§ **WORK TO COMPLETE**
How many lines within the records include the word "derive"? Only that number should be given.

Saved data entries:
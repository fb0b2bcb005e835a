//! Credential providers.
//!
//! The studio never reads keys from global state; it is handed a
//! [`CredentialProvider`] and asks it for a key before each flow.

use std::path::PathBuf;
use std::sync::Arc;

use async_trait::async_trait;

use crate::errors::AuthError;
use crate::storage::get_api_key;
use crate::types::ApiKey;

/// Environment variables checked by [`EnvCredentials::standard`], in order.
pub const API_KEY_ENV_VARS: [&str; 3] = ["GEMINI_API_KEY", "GOOGLE_API_KEY", "API_KEY"];

/// Source of the API key for remote calls.
#[async_trait]
pub trait CredentialProvider: Send + Sync {
    /// Resolve a key, or [`AuthError::NotConfigured`] if this source has none.
    async fn api_key(&self) -> Result<ApiKey, AuthError>;

    /// Human-readable name of this source.
    fn name(&self) -> String;
}

/// A fixed key.
#[derive(Clone, Debug)]
pub struct StaticCredentials {
    key: ApiKey,
}

impl StaticCredentials {
    /// Wrap a validated key.
    pub fn new(key: ApiKey) -> Self {
        Self { key }
    }
}

#[async_trait]
impl CredentialProvider for StaticCredentials {
    async fn api_key(&self) -> Result<ApiKey, AuthError> {
        Ok(self.key.clone())
    }

    fn name(&self) -> String {
        "static".to_string()
    }
}

type Lookup = Arc<dyn Fn(&str) -> Option<String> + Send + Sync>;

/// Reads the key from environment variables, first non-empty wins.
#[derive(Clone)]
pub struct EnvCredentials {
    vars: Vec<String>,
    lookup: Lookup,
}

impl EnvCredentials {
    /// Check `GEMINI_API_KEY`, `GOOGLE_API_KEY`, then `API_KEY`.
    pub fn standard() -> Self {
        Self::new(API_KEY_ENV_VARS)
    }

    /// Check the given variables in order.
    pub fn new<I, S>(vars: I) -> Self
    where
        I: IntoIterator<Item = S>,
        S: Into<String>,
    {
        Self {
            vars: vars.into_iter().map(Into::into).collect(),
            lookup: Arc::new(|name| std::env::var(name).ok()),
        }
    }

    /// Replace the variable source (tests, embedding).
    #[must_use]
    pub fn with_lookup(
        mut self,
        lookup: impl Fn(&str) -> Option<String> + Send + Sync + 'static,
    ) -> Self {
        self.lookup = Arc::new(lookup);
        self
    }
}

impl std::fmt::Debug for EnvCredentials {
    fn fmt(&self, f: &mut std::fmt::Formatter<'_>) -> std::fmt::Result {
        f.debug_struct("EnvCredentials")
            .field("vars", &self.vars)
            .finish_non_exhaustive()
    }
}

#[async_trait]
impl CredentialProvider for EnvCredentials {
    async fn api_key(&self) -> Result<ApiKey, AuthError> {
        for var in &self.vars {
            let Some(value) = (self.lookup)(var).filter(|v| !v.trim().is_empty()) else {
                continue;
            };
            tracing::debug!(var = %var, "using API key from environment");
            return ApiKey::new(value);
        }
        Err(AuthError::NotConfigured(self.name()))
    }

    fn name(&self) -> String {
        format!("env ({})", self.vars.join(", "))
    }
}

/// Reads the key saved in `auth.json`.
#[derive(Clone, Debug)]
pub struct FileCredentials {
    path: PathBuf,
}

impl FileCredentials {
    /// Read from the given auth file.
    pub fn new(path: impl Into<PathBuf>) -> Self {
        Self { path: path.into() }
    }
}

#[async_trait]
impl CredentialProvider for FileCredentials {
    async fn api_key(&self) -> Result<ApiKey, AuthError> {
        match get_api_key(&self.path)? {
            Some(key) => {
                tracing::debug!(path = %self.path.display(), "using API key from auth file");
                Ok(key)
            }
            None => Err(AuthError::NotConfigured(self.name())),
        }
    }

    fn name(&self) -> String {
        format!("auth file {}", self.path.display())
    }
}

/// Tries providers in order.
///
/// A provider reporting [`AuthError::NotConfigured`] is skipped; any other
/// error stops the chain.
#[derive(Clone, Default)]
pub struct ChainCredentials {
    providers: Vec<Arc<dyn CredentialProvider>>,
}

impl ChainCredentials {
    /// Empty chain.
    pub fn new() -> Self {
        Self::default()
    }

    /// Append a provider.
    #[must_use]
    pub fn with(mut self, provider: impl CredentialProvider + 'static) -> Self {
        self.providers.push(Arc::new(provider));
        self
    }

    /// Environment first, then the given auth file.
    pub fn standard(auth_path: impl Into<PathBuf>) -> Self {
        Self::new()
            .with(EnvCredentials::standard())
            .with(FileCredentials::new(auth_path))
    }
}

impl std::fmt::Debug for ChainCredentials {
    fn fmt(&self, f: &mut std::fmt::Formatter<'_>) -> std::fmt::Result {
        f.debug_list()
            .entries(self.providers.iter().map(|p| p.name()))
            .finish()
    }
}

#[async_trait]
impl CredentialProvider for ChainCredentials {
    async fn api_key(&self) -> Result<ApiKey, AuthError> {
        for provider in &self.providers {
            match provider.api_key().await {
                Err(AuthError::NotConfigured(_)) => {}
                other => return other,
            }
        }
        Err(AuthError::NotConfigured(self.name()))
    }

    fn name(&self) -> String {
        self.providers
            .iter()
            .map(|p| p.name())
            .collect::<Vec<_>>()
            .join("; ")
    }
}

// ─────────────────────────────────────────────────────────────────────────────
// Tests
// ─────────────────────────────────────────────────────────────────────────────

§ **RESPONSE TO THIS TASK**
4